EXERCISE BRIEF
Whenever a line below includes the word "operation", copy that line.
*** Opening of LISTED RECORDS ***
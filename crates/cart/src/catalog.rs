//! Product catalog port and in-memory implementation.
//!
//! The catalog is the source of truth for price, discount and stock. Carts only
//! ever read it; price and removal changes reach carts through the
//! [`ProductChange`] notifications returned by [`ProductCatalog::subscribe`].

use std::collections::HashMap;
use std::sync::Arc;

use async_trait::async_trait;
use common::{Money, ProductId};
use serde::{Deserialize, Serialize};
use thiserror::Error;
use tokio::sync::{RwLock, broadcast};

use crate::pricing::{Discount, special_price};

const CHANGE_CHANNEL_CAPACITY: usize = 1024;

/// Errors raised by a product catalog.
#[derive(Debug, Error)]
pub enum CatalogError {
    #[error("Product not found: {0}")]
    ProductNotFound(ProductId),

    #[error("Invalid discount {0}: must be between 0% and 100%")]
    InvalidDiscount(Discount),

    #[error("Invalid price {0}: must not be negative")]
    InvalidPrice(Money),

    /// The backing catalog service could not be reached.
    #[error("Catalog unavailable: {0}")]
    Unavailable(String),
}

/// A product as seen by carts.
#[derive(Debug, Clone, PartialEq, Eq, Serialize, Deserialize)]
pub struct Product {
    pub id: ProductId,
    pub name: String,
    pub price: Money,
    pub discount: Discount,
    /// `price` with `discount` applied. Kept in step by the catalog.
    pub special_price: Money,
    pub stock: u32,
}

impl Product {
    /// Creates a product, deriving its special price.
    pub fn new(
        id: impl Into<ProductId>,
        name: impl Into<String>,
        price: Money,
        discount: Discount,
        stock: u32,
    ) -> Self {
        Self {
            id: id.into(),
            name: name.into(),
            price,
            discount,
            special_price: special_price(price, discount),
            stock,
        }
    }

    /// Returns true if at least one unit is in stock.
    pub fn is_available(&self) -> bool {
        self.stock > 0
    }

    fn validate(&self) -> Result<(), CatalogError> {
        if self.price.is_negative() {
            return Err(CatalogError::InvalidPrice(self.price));
        }
        if !self.discount.is_valid() {
            return Err(CatalogError::InvalidDiscount(self.discount));
        }
        Ok(())
    }
}

/// A catalog-side change that may affect carts.
#[derive(Debug, Clone, PartialEq, Eq, Serialize, Deserialize)]
#[serde(tag = "type")]
pub enum ProductChange {
    /// The special price or the discount of a product changed.
    PricingChanged {
        product_id: ProductId,
        special_price: Money,
        discount: Discount,
    },

    /// The available stock of a product changed.
    StockChanged { product_id: ProductId, stock: u32 },

    /// The product was deleted from the catalog.
    Removed { product_id: ProductId },
}

impl ProductChange {
    /// Returns the product this change is about.
    pub fn product_id(&self) -> &ProductId {
        match self {
            ProductChange::PricingChanged { product_id, .. }
            | ProductChange::StockChanged { product_id, .. }
            | ProductChange::Removed { product_id } => product_id,
        }
    }

    /// Returns a short name for logs and metric labels.
    pub fn kind(&self) -> &'static str {
        match self {
            ProductChange::PricingChanged { .. } => "pricing_changed",
            ProductChange::StockChanged { .. } => "stock_changed",
            ProductChange::Removed { .. } => "removed",
        }
    }
}

/// A partial update of a product. `None` fields are left untouched.
#[derive(Debug, Clone, Default, Serialize, Deserialize)]
pub struct ProductUpdate {
    pub name: Option<String>,
    pub price: Option<Money>,
    pub discount: Option<Discount>,
    pub stock: Option<u32>,
}

/// Read side of the product catalog used by the cart engine.
#[async_trait]
pub trait ProductCatalog: Send + Sync {
    /// Looks up a product. Returns `Ok(None)` if it does not exist.
    async fn get(&self, product_id: &ProductId) -> Result<Option<Product>, CatalogError>;

    /// Registers for change notifications.
    ///
    /// Every receiver sees every change published after it subscribed.
    fn subscribe(&self) -> broadcast::Receiver<ProductChange>;
}

/// In-memory product catalog with change notifications.
///
/// Cloning yields a handle to the same catalog.
#[derive(Debug, Clone)]
pub struct InMemoryProductCatalog {
    products: Arc<RwLock<HashMap<ProductId, Product>>>,
    changes: broadcast::Sender<ProductChange>,
}

impl Default for InMemoryProductCatalog {
    fn default() -> Self {
        Self::new()
    }
}

impl InMemoryProductCatalog {
    /// Creates an empty catalog.
    pub fn new() -> Self {
        let (changes, _) = broadcast::channel(CHANGE_CHANNEL_CAPACITY);
        Self {
            products: Arc::new(RwLock::new(HashMap::new())),
            changes,
        }
    }

    /// Inserts or overwrites a product.
    ///
    /// Overwriting publishes the same notifications as [`Self::update_product`].
    pub async fn upsert(&self, product: Product) -> Result<Product, CatalogError> {
        let product = Product::new(
            product.id,
            product.name,
            product.price,
            product.discount,
            product.stock,
        );
        product.validate()?;

        let previous = self
            .products
            .write()
            .await
            .insert(product.id.clone(), product.clone());

        if let Some(previous) = previous {
            self.publish_diff(&previous, &product);
        }
        Ok(product)
    }

    /// Applies a partial update and publishes what changed.
    ///
    /// A `PricingChanged` notification goes out only when the special price or
    /// the discount actually moved, a `StockChanged` only when stock moved.
    #[tracing::instrument(skip(self, update))]
    pub async fn update_product(
        &self,
        product_id: &ProductId,
        update: ProductUpdate,
    ) -> Result<Product, CatalogError> {
        let (previous, updated) = {
            let mut products = self.products.write().await;
            let current = products
                .get_mut(product_id)
                .ok_or_else(|| CatalogError::ProductNotFound(product_id.clone()))?;

            let updated = Product::new(
                product_id.clone(),
                update.name.unwrap_or_else(|| current.name.clone()),
                update.price.unwrap_or(current.price),
                update.discount.unwrap_or(current.discount),
                update.stock.unwrap_or(current.stock),
            );
            updated.validate()?;

            (std::mem::replace(current, updated.clone()), updated)
        };

        self.publish_diff(&previous, &updated);
        Ok(updated)
    }

    /// Sets the available stock of a product.
    pub async fn set_stock(&self, product_id: &ProductId, stock: u32) -> Result<Product, CatalogError> {
        self.update_product(
            product_id,
            ProductUpdate {
                stock: Some(stock),
                ..ProductUpdate::default()
            },
        )
        .await
    }

    /// Deletes a product and publishes `Removed`.
    #[tracing::instrument(skip(self))]
    pub async fn remove(&self, product_id: &ProductId) -> Result<Product, CatalogError> {
        let removed = self
            .products
            .write()
            .await
            .remove(product_id)
            .ok_or_else(|| CatalogError::ProductNotFound(product_id.clone()))?;

        self.publish(ProductChange::Removed {
            product_id: product_id.clone(),
        });
        Ok(removed)
    }

    /// Returns every product, ordered by id.
    pub async fn list(&self) -> Vec<Product> {
        let mut products: Vec<Product> = self.products.read().await.values().cloned().collect();
        products.sort_by(|a, b| a.id.cmp(&b.id));
        products
    }

    /// Returns the number of products.
    pub async fn len(&self) -> usize {
        self.products.read().await.len()
    }

    /// Returns true if the catalog holds no products.
    pub async fn is_empty(&self) -> bool {
        self.products.read().await.is_empty()
    }

    fn publish_diff(&self, previous: &Product, current: &Product) {
        if previous.special_price != current.special_price || previous.discount != current.discount
        {
            self.publish(ProductChange::PricingChanged {
                product_id: current.id.clone(),
                special_price: current.special_price,
                discount: current.discount,
            });
        }
        if previous.stock != current.stock {
            self.publish(ProductChange::StockChanged {
                product_id: current.id.clone(),
                stock: current.stock,
            });
        }
    }

    fn publish(&self, change: ProductChange) {
        // No subscribers means nobody holds a cart view of this product.
        if self.changes.send(change).is_err() {
            tracing::debug!("product change published with no subscribers");
        }
    }
}

#[async_trait]
impl ProductCatalog for InMemoryProductCatalog {
    async fn get(&self, product_id: &ProductId) -> Result<Option<Product>, CatalogError> {
        Ok(self.products.read().await.get(product_id).cloned())
    }

    fn subscribe(&self) -> broadcast::Receiver<ProductChange> {
        self.changes.subscribe()
    }
}
//! Notifier configuration
//!
//! Everything the firmware needs to know before the first button press:
//! network and gateway credentials, gateway endpoint, and the timing
//! bounds for the link wait, debounce and HTTP request.
//!
//! Loaded once at boot (from compile-time environment or a JSON
//! provisioning blob) and then passed by reference; nothing here is
//! mutated after [`NotifierConfig::validate`] succeeds.

use core::fmt;

use serde::{Deserialize, Serialize};

use crate::encoding::is_printable_ascii;
use crate::error::ConfigError;

/// Message sent on every activation unless overridden.
pub const DEFAULT_MESSAGE: &str = "Button Pressed!";

// ---------------------------------------------------------------------------
// Credentials
// ---------------------------------------------------------------------------

/// Immutable network + gateway credentials.
#[derive(Clone, PartialEq, Eq, Serialize, Deserialize)]
pub struct Credentials {
    /// WiFi SSID.
    pub network_id: heapless::String<32>,
    /// WiFi passphrase (empty for an open network).
    pub network_secret: heapless::String<64>,
    /// Gateway account SID.
    pub gateway_account_id: heapless::String<64>,
    /// Gateway auth token.
    pub gateway_auth_token: heapless::String<64>,
    /// Gateway-provisioned sender number.
    pub sender_address: heapless::String<24>,
    /// Destination number.
    pub recipient_address: heapless::String<24>,
}

impl Credentials {
    pub fn new(
        network_id: &str,
        network_secret: &str,
        gateway_account_id: &str,
        gateway_auth_token: &str,
        sender_address: &str,
        recipient_address: &str,
    ) -> Result<Self, ConfigError> {
        Ok(Self {
            network_id: bounded(network_id, "network_id too long")?,
            network_secret: bounded(network_secret, "network_secret too long")?,
            gateway_account_id: bounded(gateway_account_id, "gateway_account_id too long")?,
            gateway_auth_token: bounded(gateway_auth_token, "gateway_auth_token too long")?,
            sender_address: bounded(sender_address, "sender_address too long")?,
            recipient_address: bounded(recipient_address, "recipient_address too long")?,
        })
    }
}

// Secrets never reach the serial console.
impl fmt::Debug for Credentials {
    fn fmt(&self, f: &mut fmt::Formatter<'_>) -> fmt::Result {
        f.debug_struct("Credentials")
            .field("network_id", &self.network_id)
            .field("network_secret", &"<redacted>")
            .field("gateway_account_id", &self.gateway_account_id)
            .field("gateway_auth_token", &"<redacted>")
            .field("sender_address", &self.sender_address)
            .field("recipient_address", &self.recipient_address)
            .finish()
    }
}

fn bounded<const N: usize>(
    value: &str,
    why: &'static str,
) -> Result<heapless::String<N>, ConfigError> {
    let mut s = heapless::String::new();
    s.push_str(value).map_err(|()| ConfigError::Invalid(why))?;
    Ok(s)
}

// ---------------------------------------------------------------------------
// Gateway endpoint
// ---------------------------------------------------------------------------

/// How the `Authorization: Basic` credential is rendered.
#[derive(Debug, Clone, Copy, PartialEq, Eq, Default, Serialize, Deserialize)]
pub enum AuthEncoding {
    /// RFC 7617: `base64(account_id ":" auth_token)`.
    #[default]
    Standard,
    /// Unencoded `account_id:auth_token`.
    Verbatim,
}

#[derive(Debug, Clone, PartialEq, Eq, Serialize, Deserialize)]
#[serde(default)]
pub struct GatewayConfig {
    /// API host, without scheme.
    pub host: heapless::String<64>,
    /// Path segment before `/Accounts`.
    pub api_version: heapless::String<16>,
    pub auth_encoding: AuthEncoding,
}

impl Default for GatewayConfig {
    fn default() -> Self {
        let mut host = heapless::String::new();
        let _ = host.push_str("api.twilio.com");
        let mut api_version = heapless::String::new();
        let _ = api_version.push_str("2010-04-01");
        Self {
            host,
            api_version,
            auth_encoding: AuthEncoding::Standard,
        }
    }
}

// ---------------------------------------------------------------------------
// Timing
// ---------------------------------------------------------------------------

#[derive(Debug, Clone, Copy, PartialEq, Eq, Serialize, Deserialize)]
#[serde(default)]
pub struct TimingConfig {
    /// Raw level must be stable this long before it is believed.
    pub debounce_ms: u32,
    /// Minimum gap between two reported activations.
    pub cooldown_ms: u32,
    /// Controller loop period.
    pub poll_interval_ms: u32,
    /// Link readiness poll period during the startup wait.
    pub link_poll_interval_ms: u32,
    /// Upper bound on the startup link wait.
    pub link_timeout_ms: u32,
    /// Timeout for each socket operation of a gateway request.
    pub request_timeout_ms: u32,
}

impl Default for TimingConfig {
    fn default() -> Self {
        Self {
            debounce_ms: 50,
            cooldown_ms: 1000,
            poll_interval_ms: 10,         // 100 Hz
            link_poll_interval_ms: 1000,  // 1 Hz
            link_timeout_ms: 30_000,
            request_timeout_ms: 8000,     // per socket operation
        }
    }
}

// ---------------------------------------------------------------------------
// Top-level config
// ---------------------------------------------------------------------------

#[derive(Debug, Clone, PartialEq, Eq, Serialize, Deserialize)]
pub struct NotifierConfig {
    pub credentials: Credentials,
    #[serde(default)]
    pub gateway: GatewayConfig,
    #[serde(default)]
    pub timing: TimingConfig,
    #[serde(default = "default_message")]
    pub message: heapless::String<160>,
}

fn default_message() -> heapless::String<160> {
    let mut m = heapless::String::new();
    let _ = m.push_str(DEFAULT_MESSAGE);
    m
}

impl NotifierConfig {
    /// Config with default gateway, timing and message.
    pub fn new(credentials: Credentials) -> Self {
        Self {
            credentials,
            gateway: GatewayConfig::default(),
            timing: TimingConfig::default(),
            message: default_message(),
        }
    }

    /// Parse and validate a JSON provisioning blob.
    pub fn from_json(bytes: &[u8]) -> Result<Self, ConfigError> {
        let config: Self = serde_json::from_slice(bytes).map_err(|_| ConfigError::Parse)?;
        config.validate()?;
        Ok(config)
    }

    /// Build from `PRESSNOTIFY_*` variables captured at compile time.
    pub fn from_build_env() -> Result<Self, ConfigError> {
        let credentials = Credentials::new(
            required(option_env!("PRESSNOTIFY_WIFI_SSID"), "PRESSNOTIFY_WIFI_SSID")?,
            option_env!("PRESSNOTIFY_WIFI_PASSWORD").unwrap_or(""),
            required(option_env!("PRESSNOTIFY_ACCOUNT_SID"), "PRESSNOTIFY_ACCOUNT_SID")?,
            required(option_env!("PRESSNOTIFY_AUTH_TOKEN"), "PRESSNOTIFY_AUTH_TOKEN")?,
            required(option_env!("PRESSNOTIFY_FROM"), "PRESSNOTIFY_FROM")?,
            required(option_env!("PRESSNOTIFY_TO"), "PRESSNOTIFY_TO")?,
        )?;
        let config = Self::new(credentials);
        config.validate()?;
        Ok(config)
    }

    /// Range and format checks.  Rejects rather than clamps.
    pub fn validate(&self) -> Result<(), ConfigError> {
        let c = &self.credentials;
        if c.network_id.is_empty() {
            return Err(ConfigError::Missing("network_id"));
        }
        if c.gateway_account_id.is_empty() || !is_printable_ascii(&c.gateway_account_id) {
            return Err(ConfigError::Invalid("gateway_account_id must be printable ASCII"));
        }
        if c.gateway_auth_token.is_empty() {
            return Err(ConfigError::Missing("gateway_auth_token"));
        }
        if c.sender_address.is_empty() {
            return Err(ConfigError::Missing("sender_address"));
        }
        if !is_e164(&c.recipient_address) {
            return Err(ConfigError::Invalid("recipient_address must be E.164 (+ and 7-15 digits)"));
        }
        if self.gateway.host.is_empty() || self.gateway.api_version.is_empty() {
            return Err(ConfigError::Invalid("gateway host and api_version must be set"));
        }
        if self.message.is_empty() {
            return Err(ConfigError::Invalid("message must not be empty"));
        }

        let t = &self.timing;
        if t.debounce_ms == 0 || t.poll_interval_ms == 0 || t.link_poll_interval_ms == 0 {
            return Err(ConfigError::Invalid("intervals must be non-zero"));
        }
        if t.link_timeout_ms < t.link_poll_interval_ms {
            return Err(ConfigError::Invalid("link_timeout_ms shorter than one link poll"));
        }
        if t.request_timeout_ms == 0 {
            return Err(ConfigError::Invalid("request_timeout_ms must be non-zero"));
        }
        Ok(())
    }
}

fn required(value: Option<&'static str>, key: &'static str) -> Result<&'static str, ConfigError> {
    match value {
        Some(v) if !v.is_empty() => Ok(v),
        _ => Err(ConfigError::Missing(key)),
    }
}

fn is_e164(number: &str) -> bool {
    let Some(digits) = number.strip_prefix('+') else {
        return false;
    };
    (7..=15).contains(&digits.len()) && digits.bytes().all(|b| b.is_ascii_digit())
}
*** Close of LISTED RECORDS ***
RESPONSE TO THIS TASK
    /// Timeout for each socket operation of a gateway request.
            request_timeout_ms: 8000,     // per socket operation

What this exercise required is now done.